Less than a month later, Landis went public with his e-mails, not only targeting Armstrong but Tour of California officials, too, for not inviting his team to participate in the race.
“I certainly understand that my revealing that Lance Armstrong has relied on blood doping, EPO, and anabolics to win the three Tours de France in which I helped him will jeopardize your substantial investment in facilitating his appearance so from a business point of view I understand fully,” Landis wrote to Andrew Messick, the race director.
In his e-mail response, Messick said the accusation did not dignify a response, and reminded Landis that the California race welcomed him in 2009. Messick said he didn’t believe Landis’ current team could handle the challenge of an 800-mile stage race.
Messick said the back-and-forth with Landis begin on April 3, when Landis called and asked to have lunch. When the two met in Los Angeles, Landis shared the allegations he has since made public. Messick said he asked Landis if he really expected anyone to believe him.
After that meeting, Landis continued to e-mail him.
“Instead of them being on clearing his conscience, they were much more focused on the injustice of him or his team not being able to be part of the race,” Messick said. “My observation was that I had a lunch with him in which he seemed lucid. Then I get wacky e-mails at night.

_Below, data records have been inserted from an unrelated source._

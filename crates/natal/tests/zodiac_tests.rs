use natal::zodiac::{annotate, house_of, sign_of, ZodiacSign};
use natal::ChartError;

const EVEN_CUSPS: [f64; 12] = [
    0.0, 30.0, 60.0, 90.0, 120.0, 150.0, 180.0, 210.0, 240.0, 270.0, 300.0, 330.0,
];

// Unequal cusps with house 9 wrapping through 0°
const PLACIDUS_LIKE: [f64; 12] = [
    105.3, 128.9, 155.0, 188.4, 224.1, 257.6, 285.3, 308.9, 335.0, 8.4, 44.1, 77.6,
];

fn count_houses(longitude: f64, cusps: &[f64; 12]) -> usize {
    (0..12)
        .filter(|&i| {
            let start = cusps[i];
            let end = cusps[(i + 1) % 12];
            if start < end {
                start <= longitude && longitude < end
            } else {
                longitude >= start || longitude < end
            }
        })
        .count()
}

#[test]
fn test_sign_of_basic() {
    assert_eq!(sign_of(0.0), 0);
    assert_eq!(sign_of(29.999), 0);
    assert_eq!(sign_of(30.0), 1);
    assert_eq!(sign_of(359.9), 11);
    assert_eq!(ZodiacSign::from_longitude(135.0), ZodiacSign::Leo);
}

#[test]
fn test_sign_of_is_periodic() {
    let mut lon = 0.0;
    while lon < 360.0 {
        for k in -3..=3 {
            assert_eq!(sign_of(lon), sign_of(lon + 360.0 * k as f64), "lon {} k {}", lon, k);
        }
        lon += 7.25;
    }
}

#[test]
fn test_even_cusps_house_two() {
    assert_eq!(house_of(45.0, &EVEN_CUSPS), Some(2));
    assert_eq!(house_of(30.0, &EVEN_CUSPS), Some(2));
    assert_eq!(house_of(0.0, &EVEN_CUSPS), Some(1));
}

#[test]
fn test_wrapping_twelfth_house() {
    // house 12 runs from 330 to 0
    assert_eq!(house_of(350.0, &EVEN_CUSPS), Some(12));
    assert_eq!(house_of(330.0, &EVEN_CUSPS), Some(12));
}

#[test]
fn test_wrap_in_the_middle_of_the_wheel() {
    assert_eq!(house_of(350.0, &PLACIDUS_LIKE), Some(9));
    assert_eq!(house_of(2.0, &PLACIDUS_LIKE), Some(9));
    assert_eq!(house_of(8.4, &PLACIDUS_LIKE), Some(10));
    assert_eq!(house_of(100.0, &PLACIDUS_LIKE), Some(12));
    assert_eq!(house_of(105.3, &PLACIDUS_LIKE), Some(1));
}

#[test]
fn test_every_longitude_has_exactly_one_house() {
    for cusps in [&EVEN_CUSPS, &PLACIDUS_LIKE] {
        let mut lon = 0.0;
        while lon < 360.0 {
            assert_eq!(count_houses(lon, cusps), 1, "lon {}", lon);
            let house = house_of(lon, cusps).unwrap();
            assert!((1..=12).contains(&house));
            lon += 0.25;
        }
    }
}

#[test]
fn test_annotate_combines_sign_and_house() {
    let placement = annotate(200.0, &EVEN_CUSPS).unwrap();
    assert_eq!(placement.sign, ZodiacSign::Libra);
    assert_eq!(placement.house, 7);
    assert!((placement.degree_in_sign - 20.0).abs() < 1e-12);
}

#[test]
fn test_malformed_cusps_are_an_error() {
    let cusps = [f64::NAN; 12];
    assert_eq!(house_of(10.0, &cusps), None);
    let err = annotate(10.0, &cusps).unwrap_err();
    assert!(matches!(err, ChartError::MalformedCusps { longitude, .. } if longitude == 10.0));
}
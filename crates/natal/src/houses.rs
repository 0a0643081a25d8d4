use crate::ephemeris::{EphemerisProvider, GeoLocation, HouseMethod};
use crate::error::ChartError;
use crate::time::JulianDay;
use crate::zodiac::normalize_degrees;
use serde::{Deserialize, Serialize};

/// House system positions
#[derive(Debug, Clone, Copy, PartialEq, Serialize, Deserialize)]
pub struct HousePositions {
    pub method: HouseMethod,
    pub ascendant: f64,
    pub midheaven: f64,
    /// Cusps of houses 1..12; cusp 12 wraps back to cusp 1.
    pub cusps: [f64; 12],
}

impl HousePositions {
    pub fn descendant(&self) -> f64 {
        normalize_degrees(self.ascendant + 180.0)
    }

    pub fn imum_coeli(&self) -> f64 {
        normalize_degrees(self.midheaven + 180.0)
    }

    /// Cusp of house `number` (1..=12).
    pub fn cusp(&self, number: u8) -> Option<f64> {
        match number {
            1..=12 => Some(self.cusps[number as usize - 1]),
            _ => None,
        }
    }
}

/// Placidus cusps and angles for an observer.
pub fn compute_houses<P: EphemerisProvider + ?Sized>(
    provider: &P,
    jd: JulianDay,
    location: GeoLocation,
) -> Result<HousePositions, ChartError> {
    if !location.is_valid() {
        return Err(ChartError::InvalidLocation {
            lat: location.lat,
            lon: location.lon,
        });
    }

    let method = HouseMethod::Placidus;
    let raw = provider.houses(jd, location, method)?;

    Ok(HousePositions {
        method,
        ascendant: normalize_degrees(raw.ascendant),
        midheaven: normalize_degrees(raw.midheaven),
        cusps: raw.cusps.map(normalize_degrees),
    })
}
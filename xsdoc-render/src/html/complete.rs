//! Complete view: one row per item.

use super::{TABLE_FOOTER, reference_cell};
use tracing::trace;
use xsdoc_model::{Category, CrossRefResolver, ItemDisplay, ItemId, Layout, Markup, link};

/// Generator for the complete table of a layout.
pub struct CompleteHtml<'a> {
    layout: &'a Layout,
    resolver: &'a CrossRefResolver,
}

impl<'a> CompleteHtml<'a> {
    /// Creates a new complete-view generator.
    #[must_use]
    pub fn new(layout: &'a Layout, resolver: &'a CrossRefResolver) -> Self {
        Self { layout, resolver }
    }

    /// Generates the complete table.
    ///
    /// Rows are numbered from 1 on every call.
    #[must_use]
    pub fn generate(&self) -> String {
        let mut output = self.generate_header();
        let mut next_index = 1;
        self.generate_rows(self.layout.root(), &mut next_index, &mut output);
        output.push_str(TABLE_FOOTER);
        output
    }

    fn generate_header(&self) -> String {
        let mut output = String::new();
        output.push_str(&format!(
            "\n<h4 class=\"subtitle has-text-centered\">Registros do evento {} - {}</h4>\n",
            self.layout.code(),
            self.layout.description()
        ));
        output.push_str("<table class=\"table is-fullwidth is-bordered completo\">\n");
        output.push_str("<tbody>\n");
        output.push_str("<tr>\n");
        for column in [
            "#",
            "Grupo/Campo",
            "Grupo Pai",
            "Elem.",
            "Tipo",
            "Ocor.",
            "Tamanho",
            "Dec.",
            "Descrição",
        ] {
            output.push_str(&format!("<th>{column}</th>\n"));
        }
        output.push_str("</tr>\n");
        output
    }

    /// Emits the row of `id`, then its subtree.
    ///
    /// A duplicate emits a `Ver:` row in place of its subtree.
    fn generate_rows(&self, id: ItemId, next_index: &mut u32, output: &mut String) {
        let display = ItemDisplay::new(self.layout, id, self.resolver, Markup::Html);
        let item = display.item();
        trace!(path = %item.path, index = *next_index, "complete row");

        let (marker, name) = match item.category {
            Category::Group => (" class=\"grupo\"", link(&format!("r_{}", item.path), &item.name)),
            Category::Choice => (
                " class=\"grupo-choice\"",
                link(&format!("r_{}", item.path), &item.name),
            ),
            Category::Element | Category::Attribute => ("", item.name.clone()),
        };

        output.push_str(&format!("<tr{marker}>\n"));
        output.push_str(&format!(
            "<td onclick=\"copiarCaminho.call(this)\" title=\"{path}\" id=\"{path}\">{index}</td>\n",
            path = item.path,
            index = *next_index
        ));
        *next_index += 1;
        output.push_str(&format!("<td>{name}</td>\n"));
        output.push_str(&format!("<td>{}</td>\n", display.parent_anchor()));
        output.push_str(&format!("<td>{}</td>\n", item.category.code()));
        output.push_str(&format!("<td>{}</td>\n", item.type_label.code()));
        output.push_str(&format!("<td>{}</td>\n", display.occurrence()));
        output.push_str(&format!("<td>{}</td>\n", display.size()));
        output.push_str(&format!("<td>{}</td>\n", display.decimals()));
        output.push_str(&format!("<td>{}</td>\n", display.description()));
        output.push_str("</tr>\n");

        if item.is_duplicate() {
            output.push_str("<tr>\n<td>...</td>\n");
            output.push_str(&"<td></td>\n".repeat(7));
            output.push_str(&reference_cell(self.layout, item, ""));
            output.push_str("</tr>\n");
            return;
        }

        for child in &item.children {
            self.generate_rows(*child, next_index, output);
        }
    }
}
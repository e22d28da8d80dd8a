//! End-to-end rendering of the S-1000 fixture layout.

use std::path::{Path, PathBuf};
use xsdoc::prelude::*;

fn fixture(name: &str) -> PathBuf {
    Path::new(env!("CARGO_MANIFEST_DIR"))
        .join("tests")
        .join("fixtures")
        .join(name)
}

fn employer_layout() -> Layout {
    let document = parse_file(&fixture("evtInfoEmpregador.xsd")).expect("Failed to parse layout");
    let types = std::fs::read_to_string(fixture("tipos.xsd")).expect("Failed to read types");
    let types = parse_type_table(&types).expect("Failed to parse types");
    Layout::build(&document, &types).expect("Failed to build layout")
}

fn item<'a>(layout: &'a Layout, path: &str) -> &'a SchemaItem {
    layout
        .find_by_path(path)
        .unwrap_or_else(|| panic!("no item at {path}"))
}

#[test]
fn test_layout_identity() {
    let layout = employer_layout();
    assert_eq!(layout.code(), "S-1000");
    assert_eq!(layout.short_code(), "1000");
    assert_eq!(layout.name(), "evtInfoEmpregador");
    assert_eq!(
        layout.description(),
        "Informações do Empregador/Contribuinte/Órgão Público"
    );
    assert_eq!(layout.len(), 31);
}

#[test]
fn test_preorder_paths() {
    let layout = employer_layout();
    let paths: Vec<&str> = layout.preorder().take(9).map(|i| i.path.as_str()).collect();
    assert_eq!(
        paths,
        vec![
            "1000_eSocial",
            "1000",
            "1000_Id",
            "1000_ideEmpregador",
            "1000_ideEmpregador_tpInsc",
            "1000_ideEmpregador_nrInsc",
            "1000_infoEmpregador",
            "1000_infoEmpregador_inclusao",
            "1000_infoEmpregador_inclusao_idePeriodo",
        ]
    );

    let numbering: Vec<u32> = layout.preorder().map(|i| i.numbering).collect();
    assert_eq!(numbering, (1..=31).collect::<Vec<u32>>());
}

#[test]
fn test_inferred_columns() {
    let layout = employer_layout();
    let cadastro = "1000_infoEmpregador_inclusao_infoCadastro";

    let id = item(&layout, "1000_Id");
    assert_eq!(id.category, Category::Attribute);
    assert_eq!(id.type_label, TypeLabel::Character);
    assert_eq!(id.size, Some(Size::Fixed(36)));

    let nr_insc = item(&layout, "1000_ideEmpregador_nrInsc");
    assert_eq!(nr_insc.size, Some(Size::List(vec![8, 11, 14])));

    let ini_valid = item(&layout, "1000_infoEmpregador_inclusao_idePeriodo_iniValid");
    assert_eq!(ini_valid.size, Some(Size::List(vec![4, 7])));

    let capital = item(&layout, &format!("{cadastro}_vrCapSocial"));
    assert_eq!(capital.type_label, TypeLabel::Numeric);
    assert_eq!(capital.size, Some(Size::Range(1, 14)));
    assert_eq!(capital.decimal_places.as_deref(), Some("2"));

    let transformation = item(&layout, &format!("{cadastro}_dtTrans11096"));
    assert_eq!(transformation.type_label, TypeLabel::Date);
    assert_eq!(transformation.occurrence.to_string(), "0-1");

    let certificate = item(&layout, &format!("{cadastro}_dadosIsencao_nrCertif"));
    assert_eq!(certificate.size, Some(Size::Range(0, 40)));

    let choice = item(&layout, "1000_infoEmpregador");
    assert_eq!(choice.category, Category::Choice);
    assert_eq!(
        item(&layout, "1000_infoEmpregador_exclusao").occurrence.to_string(),
        "0-1"
    );
}

#[test]
fn test_repeated_types_reference_first_occurrence() {
    let layout = employer_layout();
    let first = item(&layout, "1000_infoEmpregador_inclusao_idePeriodo");
    assert!(!first.is_duplicate());
    assert_eq!(layout.first_occurrence("T_idePeriodo"), Some(first.id));

    for path in [
        "1000_infoEmpregador_alteracao_idePeriodo",
        "1000_infoEmpregador_alteracao_novaValidade",
        "1000_infoEmpregador_exclusao_idePeriodo",
    ] {
        let repeated = item(&layout, path);
        assert!(repeated.is_duplicate(), "{path} should be a duplicate");
        assert_eq!(layout.reference(repeated.id).map(|r| r.id), Some(first.id));
        assert_eq!(repeated.children.len(), 2);
    }

    let nova = item(&layout, "1000_infoEmpregador_alteracao_novaValidade");
    assert_eq!(nova.summary_description(), "Novo período de validade.");
    assert_eq!(first.summary_description(), "Período de validade das informações.");
}

#[test]
fn test_rule_references() {
    let layout = employer_layout();
    let rules = layout.rule_references();

    assert_eq!(
        rules.keys().collect::<Vec<_>>(),
        vec!["REGRA_ENVIO_PROC_FECHAMENTO", "REGRA_VALIDA_EMPREGADOR"]
    );
    assert_eq!(
        rules["REGRA_ENVIO_PROC_FECHAMENTO"],
        vec![RuleReference {
            anchor: "1000".to_string(),
            trail: "evtInfoEmpregador".to_string(),
        }]
    );
    let trails: Vec<&str> = rules["REGRA_VALIDA_EMPREGADOR"]
        .iter()
        .map(|r| r.trail.as_str())
        .collect();
    assert_eq!(
        trails,
        vec![
            "evtInfoEmpregador > infoEmpregador > inclusao > infoCadastro",
            "evtInfoEmpregador > infoEmpregador > inclusao > infoCadastro > dadosIsencao > nrCertif",
        ]
    );
}

#[test]
fn test_summary_html() {
    let layout = employer_layout();
    let resolver = CrossRefResolver::new();
    let html = SummaryHtml::new(&layout, &resolver).generate();

    assert_eq!(html.matches("<td id=\"r_").count(), 13);
    assert!(!html.contains("Ver:"));
    assert!(html.contains(concat!(
        "<td><a href=\"#1000_ideEmpregador_tpInsc\">tpInsc</a>, ",
        "<a href=\"#1000_ideEmpregador_nrInsc\">nrInsc</a></td>\n",
    )));
    assert!(html.contains(concat!(
        "<td>O (se <a href=\"#1000_infoEmpregador_inclusao_infoCadastro_classTrib\">classTrib</a> = [80]);<br />\n",
        "N (nos demais casos)</td>\n",
    )));
    assert!(html.contains("<td>Informações do empregador</td>\n"));
}

#[test]
fn test_complete_html() {
    let layout = employer_layout();
    let resolver = CrossRefResolver::new();
    let html = CompleteHtml::new(&layout, &resolver).generate();

    assert_eq!(html.matches("copiarCaminho").count(), 25);
    assert_eq!(html.matches("<strong>Ver:</strong>").count(), 3);
    assert!(html.contains("id=\"1000_infoEmpregador_exclusao_idePeriodo\">25</td>"));
    assert!(html.contains("<td>C</td>\n<td>1</td>\n<td>8, 11 ou 14</td>\n"));
    assert!(html.contains("<td>C</td>\n<td>1</td>\n<td>4 ou 7</td>\n"));
    assert!(html.contains("<td>N</td>\n<td>1</td>\n<td>1-14</td>\n<td>2</td>\n"));
    assert!(html.contains(
        "<td>Informações de cadastro do empregador, enviadas na inclusão.<br />\n\
         <strong>Regra de validação:</strong><br />\n\
         <a href=\"#REGRA_VALIDA_EMPREGADOR\">REGRA_VALIDA_EMPREGADOR</a></td>\n"
    ));
    assert!(html.contains(concat!(
        "<td>Código de incidência tributária.",
        "<br />\n<strong>Valores válidos:</strong>",
        "<br />\n<strong>00</strong> - Não é base de cálculo",
        "<br />\n<br />\nBase de cálculo das contribuições sociais",
        "<br />\n<strong>11</strong> - Mensal",
        "<br />\n<strong>12</strong> - 13<sup>o</sup> salário</td>\n",
    )));
    assert!(html.contains(concat!(
        "<td>Número de inscrição.<br />\n<strong>Validação:</strong> ",
        "Se <a href=\"#1000_ideEmpregador_tpInsc\">tpInsc</a> = [1], deve ser um CNPJ válido.",
        "<br />\nDeve conter apenas números.</td>\n",
    )));
    assert!(html.contains(
        "Classificação tributária conforme <a href=\"tabelas.html#08\">Tabela 08</a>."
    ));
}

#[test]
fn test_text_views() {
    let layout = employer_layout();
    let config = RenderConfig::new();
    let text = Generator::new(&layout, &config).generate_text();

    assert!(text.starts_with(
        "S-1000 - evtInfoEmpregador\nInformações do Empregador/Contribuinte/Órgão Público\n\n"
    ));
    assert!(text.contains(concat!(
        "Nome: vrCapSocial\n",
        "Pai: infoCadastro\n",
        "Elem.: E\n",
        "Tipo: N\n",
        "Ocorrência: 1\n",
        "Tamanho: 1-14\n",
        "Dec.: 2\n",
        "Descrição: Valor do capital social.\n",
        "Validação: Deve ser maior que zero se classTrib = [03].\n\n",
    )));
    assert!(text.contains("Condição: O (se classTrib = [80])\nN (nos demais casos)\n\n"));
    assert_eq!(text.matches("Ver: inclusao > idePeriodo\n").count(), 3);
    assert!(!text.contains("<a href"));
}

#[test]
fn test_render_from_files() {
    let rendered = render_from_files(&fixture("evtInfoEmpregador.xsd"), &fixture("tipos.xsd"))
        .expect("Failed to render");
    assert_eq!(rendered.code, "S-1000");
    assert!(rendered.html.contains("<h3 id=\"evtInfoEmpregador\""));
    assert!(rendered.text.contains("Nome: nrCertif\n"));
}

#[test]
fn test_missing_global_types() {
    let layout = std::fs::read_to_string(fixture("evtInfoEmpregador.xsd")).expect("read");
    let empty = r#"<xs:schema xmlns:xs="http://www.w3.org/2001/XMLSchema"/>"#;
    let err = xsdoc::render_html_from_xml(&layout, empty).expect_err("types are missing");
    assert!(matches!(
        err,
        RenderError::Model(ModelError::TypeNotFound { ref type_name, .. }) if type_name == "TS_Id"
    ));
}

#[test]
fn test_index_and_tree() {
    let layout = employer_layout();
    assert_eq!(
        index_entries(std::slice::from_ref(&layout)),
        "<li><a href=\"#evtInfoEmpregador\">S-1000 - Informações do Empregador/Contribuinte/Órgão Público</a></li>\n"
    );

    let tree = structure_tree(&layout);
    assert!(tree.contains("    ├── Id\n    ├── ideEmpregador\n    |   ├── tpInsc\n"));
    assert!(tree.ends_with("        └── exclusao\n            └── idePeriodo\n                ├── iniValid\n                └── fimValid\n"));
}
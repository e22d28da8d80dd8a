//! XSD document parser.
//!
//! This module reads XSD files into the generic [`SchemaNode`] tree. Namespace
//! prefixes are dropped from tag names, attribute values and text content are
//! entity-unescaped, and text is trimmed once its element closes.

use crate::error::ParseError;
use crate::types::{SchemaNode, TypeTable};
use quick_xml::Reader;
use quick_xml::escape::unescape;
use quick_xml::events::{BytesStart, Event};
use std::path::Path;

/// Parses an XSD document from a string.
///
/// # Arguments
/// * `xml` - XSD document content
///
/// # Returns
/// The document's root node (usually `schema`).
///
/// # Errors
/// Returns `ParseError` if the XML is malformed or has no root element.
pub fn parse_document(xml: &str) -> Result<SchemaNode, ParseError> {
    let mut reader = Reader::from_str(xml);

    let mut stack: Vec<SchemaNode> = Vec::new();
    let mut root: Option<SchemaNode> = None;
    let mut buf = Vec::new();

    loop {
        match reader.read_event_into(&mut buf) {
            Ok(Event::Start(ref e)) => {
                stack.push(start_node(e)?);
            }
            Ok(Event::Empty(ref e)) => {
                let node = start_node(e)?;
                attach(&mut stack, &mut root, node);
            }
            Ok(Event::End(ref e)) => {
                let mut node = stack.pop().ok_or_else(|| {
                    ParseError::unbalanced(String::from_utf8_lossy(e.local_name().as_ref()))
                })?;
                let trimmed = node.text.trim();
                if trimmed.len() != node.text.len() {
                    node.text = trimmed.to_string();
                }
                attach(&mut stack, &mut root, node);
            }
            Ok(Event::Text(ref t)) => {
                if let Some(top) = stack.last_mut() {
                    let raw = std::str::from_utf8(t.as_ref())?;
                    top.text.push_str(&unescape(raw)?);
                }
            }
            Ok(Event::GeneralRef(ref r)) => {
                if let Some(top) = stack.last_mut() {
                    let name = std::str::from_utf8(r.as_ref())?;
                    top.text.push_str(&unescape(&format!("&{name};"))?);
                }
            }
            Ok(Event::CData(ref c)) => {
                if let Some(top) = stack.last_mut() {
                    top.text.push_str(std::str::from_utf8(c.as_ref())?);
                }
            }
            Ok(Event::Eof) => break,
            Err(e) => return Err(ParseError::Xml(e)),
            _ => {}
        }
        buf.clear();
    }

    if let Some(open) = stack.last() {
        return Err(ParseError::unbalanced(open.tag.clone()));
    }

    root.ok_or_else(|| ParseError::invalid_structure("no root element found"))
}

/// Parses an XSD document from a file.
///
/// # Errors
/// Returns `ParseError` if the file cannot be read or parsed.
pub fn parse_file(path: &Path) -> Result<SchemaNode, ParseError> {
    let xml = std::fs::read_to_string(path)?;
    parse_document(&xml)
}

/// Parses a document of reusable types into a lookup table.
///
/// # Errors
/// Returns `ParseError` if the XML is malformed.
pub fn parse_type_table(xml: &str) -> Result<TypeTable, ParseError> {
    let root = parse_document(xml)?;
    Ok(TypeTable::from_document(&root))
}

/// Builds a node from a start (or empty) tag.
fn start_node(e: &BytesStart<'_>) -> Result<SchemaNode, ParseError> {
    let tag = std::str::from_utf8(e.local_name().as_ref())?.to_string();
    let mut node = SchemaNode::new(tag);

    for attr in e.attributes().flatten() {
        let key = std::str::from_utf8(attr.key.as_ref())?;
        let value = std::str::from_utf8(&attr.value)?;
        node.set_attr(key, unescape(value)?.into_owned());
    }

    Ok(node)
}

/// Appends a finished node to its parent, or makes it the document root.
fn attach(stack: &mut [SchemaNode], root: &mut Option<SchemaNode>, node: SchemaNode) {
    match stack.last_mut() {
        Some(parent) => parent.children.push(node),
        None => {
            if root.is_none() {
                *root = Some(node);
            }
        }
    }
}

“I’m accustomed to teams saying we deserve to be part of this race. But this was a first, we never had someone try to do what he did. ... He recorded our first lunch. There was never a moment I didn’t suspect he was going to leak all this stuff.”
Kay also appealed to Messick about adding Landis’ team to this year’s Tour of California. And he reached out to Armstrong several times, asking him to take bike rides together and even offering the use of his homes around the Temecula, Calif., area.
He even told Landis that teaming up with Armstrong could work wonders for him financially.
“It’s a simple straightforward idea and, if anything, selfish on my part,” Kay wrote. “I want all these things to happen, I want you happy, I want Lance happy, I want cycling happy, I want to continue the fight against doping in sports, I want my kids to get the pleasure of seeing you and Lance together.”
Instead, the divide between Landis and Armstrong only got wider.
Among the allegations Landis made in e-mails: he and Armstrong discussed using the blood-boosting EPO; he was asked to monitor the temperature of blood kept in a refrigerator inside Armstrong’s apartment in the cycling hotbed of Girona, Spain, for use in transfusions; many other elite American riders, including Levi Leipheimer, George Hincapie and Dave Zabriskie, were involved, as were USA Cycling officials.
“Armstrong’s response to Landis was identical to the responses to the same type of threatening text messages received from Landis two years ago — there would be no consideration, money, team positions or anything else given in exchange for not airing false accusations,” RadioShack’s statement said.
“Getting no satisfaction and not receiving a position on the RadioShack team, Landis then carried through with his threat and provided the press with his false allegations. The public has taken them for what they are worth — absolutely nothing.”